Archive for the ‘Big Data’ Category

Open datanarchy

Monday, November 7th, 2011

Open data is increasingly claimed to be “democratizing”. It is not clear to me where the “democracy” part is. If 99% of people decide to keep information private but 1% person disagrees, that 1% can still make that information publicly available. This is more like anarchy. There is a place for anarchy in the world – it is freedom at its most extreme. I am an overwhelming proponent of open data, but the price of data freedom is data vigilance.

The phrase “democratizing data” came up more than once at the recent “Big Open Data Panel” panel at PeopleBrowsr Labs and on the “Philanthropy Panel” at CrowdConf, where I was a panelist, and the “Silicon Valley Humans Rights Conference“, where I was a regular participant. By “democratizing”, people simply meant “publishing online”, but by calling it “democratizing” it carries the implication of inherent good (and more divisively, that any opponent to publishing data is somehow non-democratic.) I question whether many people calling for open data really have the resources to also support the needed vigilance, or simply use the “democratizing” tag to absolve themselves from the consequences of publishing or republishing information.

Occupy Oakland

Occupy Oakland - this is what democracy looks like? Or this is what it looks like when people are no longer sure they are in a democracy

Returning to the 1% who make data public when the 99% disagree, that 1%-person can take part in further open data sharing with the others among the 1%, and the 99% can simply opt out of that channel of information. I joined the Occupy Wall Street protests in Oakland following the shooting of a former marine by Oakland Police. I hadn’t been closely involved with Occupy Wall Street until that point, but the decision to turn weapons upon a peaceful protest (especially against someone who had served two tours of duty for their country) was too much to ignore. When I was there, I wondered how much the 99% had previously opted out of financial channels long ago? Did everything get too far gone (at least in part) because the 1% had become so egregious and removed that the 99% had let them operate unchecked for too long?

Perhaps the same is happening with open data online. Cisco predicts that 90% of all web traffic will be video in the next three years. Let’s see who is democratizing it:

“the democratization process of video is ChatRoulette” Radvission.

“ChatRoulette represents a true breakdown and symbolic revolution of the relationship between content producers and consumers” Faster Times.

ChatRoulette, for those who don’t know it, is a very simple idea: it randomly and anonymously connects you to other users via a web-cam and instant messaging. Have you seen ChatRoulette lately? This is not what democracy looks like. If you have not seen it before, check out this old(ish) video of Merton in hooded top singing and playing piano to random people on ChatRoulette and take my word for it that the current user-base is not about partially concealed pianists – a very specific 1% has taken control of this channel.
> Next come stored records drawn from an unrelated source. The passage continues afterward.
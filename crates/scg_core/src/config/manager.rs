//! Config manager for loading, saving, and atomic updates.
//!
//! Key features:
//! - Atomic writes (write to temp file, then rename)
//! - Section-level updates (only the modified table is changed)
//! - Missing file is created with defaults on first load

use std::fs;
use std::io::{self, Write};
use std::path::{Path, PathBuf};

use thiserror::Error;
use toml_edit::{DocumentMut, Item};

use super::settings::{ConfigSection, Settings};

/// Errors that can occur during config operations.
#[derive(Error, Debug)]
pub enum ConfigError {
    #[error("Failed to read config file: {0}")]
    ReadError(#[from] io::Error),

    #[error("Failed to parse config: {0}")]
    ParseError(#[from] toml::de::Error),

    #[error("Failed to serialize config: {0}")]
    SerializeError(#[from] toml::ser::Error),

    #[error("Failed to parse config for editing: {0}")]
    EditParseError(#[from] toml_edit::TomlError),

    #[error("Config file not found: {0}")]
    NotFound(PathBuf),
}

/// Result type for config operations.
pub type ConfigResult<T> = Result<T, ConfigError>;

/// Manages application configuration.
///
/// Handles loading, saving, and atomic section-level updates.
pub struct ConfigManager {
    /// Path to the config file.
    config_path: PathBuf,
    /// Current settings loaded in memory.
    settings: Settings,
}

impl ConfigManager {
    /// Create a new config manager with the given config file path.
    ///
    /// Does not load the config - call `load()` or `load_or_create()` after.
    pub fn new(config_path: impl Into<PathBuf>) -> Self {
        Self {
            config_path: config_path.into(),
            settings: Settings::default(),
        }
    }

    /// Get the config file path.
    pub fn path(&self) -> &Path {
        &self.config_path
    }

    /// Get a reference to the current settings.
    pub fn settings(&self) -> &Settings {
        &self.settings
    }

    /// Get a mutable reference to the current settings.
    ///
    /// Note: Changes made here are only in memory until `save()` or
    /// `update_section()` is called.
    pub fn settings_mut(&mut self) -> &mut Settings {
        &mut self.settings
    }

    /// Load config from file.
    ///
    /// Returns an error if the file doesn't exist.
    pub fn load(&mut self) -> ConfigResult<()> {
        if !self.config_path.exists() {
            return Err(ConfigError::NotFound(self.config_path.clone()));
        }

        let content = fs::read_to_string(&self.config_path)?;
        self.settings = toml::from_str(&content)?;
        Ok(())
    }

    /// Load config from file, creating it with defaults if it doesn't exist.
    pub fn load_or_create(&mut self) -> ConfigResult<()> {
        if self.config_path.exists() {
            let content = fs::read_to_string(&self.config_path)?;
            self.settings = toml::from_str(&content)?;
        } else {
            if let Some(parent) = self.config_path.parent() {
                fs::create_dir_all(parent)?;
            }

            self.settings = Settings::default();
            self.save()?;
        }
        Ok(())
    }

    /// Save the entire config atomically.
    ///
    /// Writes to a temp file first, then renames to ensure atomic write.
    pub fn save(&self) -> ConfigResult<()> {
        let content = self.generate_config_with_comments()?;
        self.atomic_write(&content)?;
        Ok(())
    }

    /// Update a specific section atomically.
    ///
    /// Re-reads the file from disk, updates only the specified table, and
    /// writes back atomically, so unrelated sections keep whatever state
    /// the file already has.
    pub fn update_section(&mut self, section: ConfigSection) -> ConfigResult<()> {
        let current_content = if self.config_path.exists() {
            fs::read_to_string(&self.config_path)?
        } else {
            String::new()
        };

        let mut doc: DocumentMut = if current_content.is_empty() {
            DocumentMut::new()
        } else {
            current_content.parse()?
        };

        // Serialize just the section we want to update
        let section_toml = match section {
            ConfigSection::Server => toml::to_string_pretty(&self.settings.server)?,
            ConfigSection::Paths => toml::to_string_pretty(&self.settings.paths)?,
            ConfigSection::Logging => toml::to_string_pretty(&self.settings.logging)?,
        };

        let section_doc: DocumentMut = section_toml.parse()?;
        let section_table = section_doc.as_table().clone();

        doc[section.table_name()] = Item::Table(section_table);

        self.atomic_write(&doc.to_string())?;

        Ok(())
    }

    /// Generate config content with helpful comments.
    fn generate_config_with_comments(&self) -> ConfigResult<String> {
        let mut output = String::new();

        output.push_str("# Swing Coach GUI Configuration\n");
        output.push_str("# This file is auto-generated on first run.\n\n");

        output.push_str("# Analysis service connection\n");
        output.push_str("[server]\n");
        for line in toml::to_string_pretty(&self.settings.server)?.lines() {
            output.push_str(line);
            output.push('\n');
        }
        output.push('\n');

        output.push_str("# Last used video paths\n");
        output.push_str("[paths]\n");
        for line in toml::to_string_pretty(&self.settings.paths)?.lines() {
            output.push_str(line);
            output.push('\n');
        }
        output.push('\n');

        output.push_str("# Logging configuration\n");
        output.push_str("[logging]\n");
        for line in toml::to_string_pretty(&self.settings.logging)?.lines() {
            output.push_str(line);
            output.push('\n');
        }

        Ok(output)
    }

    /// Write content to the config file atomically.
    ///
    /// Writes to a temp file first, then renames.
    fn atomic_write(&self, content: &str) -> io::Result<()> {
        if let Some(parent) = self.config_path.parent() {
            fs::create_dir_all(parent)?;
        }

        // Temp file in the same directory, so the rename stays atomic
        let temp_path = self.config_path.with_extension("toml.tmp");

        {
            let mut file = fs::File::create(&temp_path)?;
            file.write_all(content.as_bytes())?;
            file.sync_all()?;
        }

        fs::rename(&temp_path, &self.config_path)?;

        Ok(())
    }
}

#[cfg(test)]
mod tests {
    use super::*;
    use crate::api::DEFAULT_ENDPOINT;
    use std::fs;
    use tempfile::tempdir;

    #[test]
    fn load_or_create_creates_default() {
        let dir = tempdir().unwrap();
        let config_path = dir.path().join(".config").join("settings.toml");

        let mut manager = ConfigManager::new(&config_path);
        manager.load_or_create().unwrap();

        assert!(config_path.exists());
        let content = fs::read_to_string(&config_path).unwrap();
        assert!(content.contains("[server]"));
        assert!(content.contains("[paths]"));
        assert_eq!(manager.settings().server.endpoint, DEFAULT_ENDPOINT);
    }

    #[test]
    fn load_or_create_preserves_existing() {
        let dir = tempdir().unwrap();
        let config_path = dir.path().join("settings.toml");

        fs::write(
            &config_path,
            "[server]\nendpoint = \"http://coach.lan:8000/api/swings\"\n",
        )
        .unwrap();

        let mut manager = ConfigManager::new(&config_path);
        manager.load_or_create().unwrap();

        assert_eq!(
            manager.settings().server.endpoint,
            "http://coach.lan:8000/api/swings"
        );
    }

    #[test]
    fn load_fails_on_missing_file() {
        let dir = tempdir().unwrap();
        let config_path = dir.path().join("settings.toml");

        let mut manager = ConfigManager::new(&config_path);
        assert!(matches!(
            manager.load(),
            Err(ConfigError::NotFound(_))
        ));
    }

    #[test]
    fn update_section_only_changes_target() {
        let dir = tempdir().unwrap();
        let config_path = dir.path().join("settings.toml");

        let mut manager = ConfigManager::new(&config_path);
        manager.load_or_create().unwrap();

        manager.settings_mut().paths.last_dtl_path = "/videos/dtl.mp4".to_string();
        manager.update_section(ConfigSection::Paths).unwrap();

        let content = fs::read_to_string(&config_path).unwrap();
        assert!(content.contains("/videos/dtl.mp4"));
        // Server section still present with its default
        assert!(content.contains("[server]"));
        assert!(content.contains(DEFAULT_ENDPOINT));
    }

    #[test]
    fn atomic_write_creates_no_temp_on_success() {
        let dir = tempdir().unwrap();
        let config_path = dir.path().join("settings.toml");

        let mut manager = ConfigManager::new(&config_path);
        manager.load_or_create().unwrap();

        let temp_path = config_path.with_extension("toml.tmp");
        assert!(!temp_path.exists());
    }
}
Chatroulette, and internet video as a whole, did not ‘democratize’ video – it became ‘voyeur takes all’.

The only people to openly admit to me recently that they used “democratizing data” in a less than noble way were advertisers, confessing that “democratizing data” (to them) mostly meant trying to coerce Facebook into make it easier for their start-up to scrape and sell data. The advertising community has been capitalizing on big data for some time (more than 95% of Google’s revenue is advertising targeted via big-data analytics) and they seem to be ahead of the curve. For them, it is not about democracy but simple capitalism – personal gain through someone else’s data. Respect my privacy, and more power to you.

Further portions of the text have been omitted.